Colorado's Redistricting Reforms Exclude Third Parties
Voters in Colorado will have an opportunity in November to give themselves a greater say in the state's redistricting process. But two ballot initiatives that would create "independent commissions" to redraw legislative districts seem deliberately crafted to exclude Coloradans who are members of third parties.
Amendments Y and Z will ask voters if they want to create 12-member commissions for the purpose of redrawing congressional and state legislative districts, respectively, after the next national census. Redistricting in Colorado is currently handled by the state legislature.
Reason
By Eric Boehm
August 30, 2018
If voters approve the creation of those redistricting commissions, half of the members would be selected by a panel of state Supreme Court justices, and half would be selected by the majority and minority leaders of the state legislature. Under the ballot initiatives, the commissions would each include four registered Republicans, four registered Democrats, and four people who "will not be affiliated with any political party."
The one-third/one-third/one-third split is meant to prevent either major party from hijacking the process, as has happened with similar, supposedly apolitical redistricting commissions elsewhere. But the initiatives effectively ban registered members of the Libertarian Party, Green Party, or other third parties from participating in the commissions.
The propositions are "leaving out those who have different ideas of what government of the people should look like," says Michael Stapleton, legislative director for the Libertarian Party of Colorado. "While they may include 'unaffiliated' voters, they are leaving out a good portion of those who don't want to have to choose between the Republican and Democratic [parties]."
The redistricting proposal sailed though both chambers of the state legislature with bipartisan support. Fair Maps Colorado, the nonpartisan organization that has pushed for the reforms, says independent commissions will produce districts that are fairer and more competitive. The group's website notes that Colorado has more unaffiliated voters than either Republicans or Democrats.
Neither of Colorado's two major parties has taken an official stance on the ballot initiatives yet, but it seems they are already trying to tilt the new commissions in their favor. An earlier version of Amendments Y and Z would have allowed members of third parties to serve on the commissions.

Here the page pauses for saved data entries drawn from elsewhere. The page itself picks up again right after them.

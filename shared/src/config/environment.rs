//! Deployment environment, read from `AUTHGATE_ENV`

use serde::{Deserialize, Serialize};

/// Where the service is running
///
/// Production turns on the strict checks in `AppConfig::validate`; the
/// other two only differ in default log verbosity.
#[derive(Debug, Clone, Copy, Default, PartialEq, Eq, Deserialize, Serialize)]
#[serde(rename_all = "lowercase")]
pub enum Environment {
    #[default]
    Development,
    Staging,
    Production,
}

impl Environment {
    pub fn is_production(&self) -> bool {
        *self == Environment::Production
    }

    /// Unknown or missing values fall back to development
    pub fn from_env() -> Self {
        std::env::var("AUTHGATE_ENV")
            .ok()
            .and_then(|value| value.parse().ok())
            .unwrap_or_default()
    }

    /// Filter handed to env_logger when `RUST_LOG` is unset
    pub fn default_log_level(&self) -> &'static str {
        if self.is_production() {
            "info"
        } else if *self == Environment::Staging {
            "info,ag_core=debug"
        } else {
            "debug"
        }
    }

    fn as_str(&self) -> &'static str {
        match self {
            Environment::Development => "development",
            Environment::Staging => "staging",
            Environment::Production => "production",
        }
    }
}

impl std::fmt::Display for Environment {
    fn fmt(&self, f: &mut std::fmt::Formatter<'_>) -> std::fmt::Result {
        f.write_str(self.as_str())
    }
}

impl std::str::FromStr for Environment {
    type Err = String;

    fn from_str(s: &str) -> Result<Self, Self::Err> {
        let lowered = s.trim().to_ascii_lowercase();
        [
            Environment::Development,
            Environment::Staging,
            Environment::Production,
        ]
        .into_iter()
        .find(|env| env.as_str() == lowered || env.as_str()[..3] == lowered)
        .ok_or_else(|| format!("unknown environment '{}'", s))
    }
}

#[cfg(test)]
mod tests {
    use super::*;

    #[test]
    fn test_parse_full_and_short_names() {
        assert_eq!("production".parse::<Environment>(), Ok(Environment::Production));
        assert_eq!("PRO".parse::<Environment>(), Ok(Environment::Production));
        assert_eq!(" dev ".parse::<Environment>(), Ok(Environment::Development));
        assert_eq!("sta".parse::<Environment>(), Ok(Environment::Staging));
        assert!("moon".parse::<Environment>().is_err());
        assert!("".parse::<Environment>().is_err());
    }

    #[test]
    fn test_display_round_trips() {
        let env = Environment::Staging;
        assert_eq!(env.to_string().parse::<Environment>(), Ok(env));
    }

    #[test]
    fn test_log_level_by_environment() {
        assert_eq!(Environment::Production.default_log_level(), "info");
        assert_eq!(Environment::default().default_log_level(), "debug");
    }
}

"What is clear is that the duopoly parties will employ any electoral device possible to win, short of genuine outreach to their bases and bringing legislative relief for Colorado's economic woes that impact working families," says Andrea Mérida, co-chair of the Green Party of Colorado. Mérida says Amendments Y and Z "represent a desperate attempt for the status quo for relevance in Colorado's political landscape." Stapleton calls the initiatives "just another example of the exclusionary tactics demonstrated by the Republicans and Democrats."
The amendments "were crafted to release the stranglehold that the politicians and the two major parties had on the process," says Curtis Hubbard, a spokesman for Fair Maps Colorado. Hubbard says third-party voters, who account for about 2 percent of the state's population, will benefit from the increased transparency offered by the new process, which "includes numerous opportunities for public comment, review and engagement."
Fights over redistricting are often portrayed as purely partisan affairs in which Republicans try to screw over Democrats, or vice versa. But redistricting is also about protecting incumbents of both parties.
Third-party voters are used to seeing electoral and political systems stacked against them. Just this week, New Mexico announced that it will implement party-line voting options for the 2018 elections—a change that seems suspiciously timed to coincide with a viable third-party challenge from Libertarian Gary Johnson, who is polling ahead of the Republican candidate in this year's U.S. Senate race.
Involving the public in the redistricting process is a good way to increase transparency and accountability—and a good way for pols to avoid the criticism that they are choosing their voters, instead of the other way around. But in some cases, redistricting commissions have drawn maps that favor incumbents to roughly the same degree as maps produced by state lawmakers. A 2017 paper from researchers at UCLA found that state legislatures' maps turned out to be safer for incumbents than 77 percent of a set of possible alternatives created by computer simulations. Maps produced by independent commissions were only marginally less favorable for incumbent lawmakers.
A statistical analysis of congressional district maps produced by Azavea, a geospacial mapping firm in Philadelphia, found that independent redistricting commissions do a better job at crafting geographically compact districts, which can be measured by a variety of metrics.
Colorado's redistricting commission proposal is likely to be a modest step toward reforming how legislative districts are drawn. It is one of several states with such proposals headed for the ballot this year. But excluding third-party voters from serving on the commissions is a troubling sign for a proposal that is supposed to make redistricting more inclusive.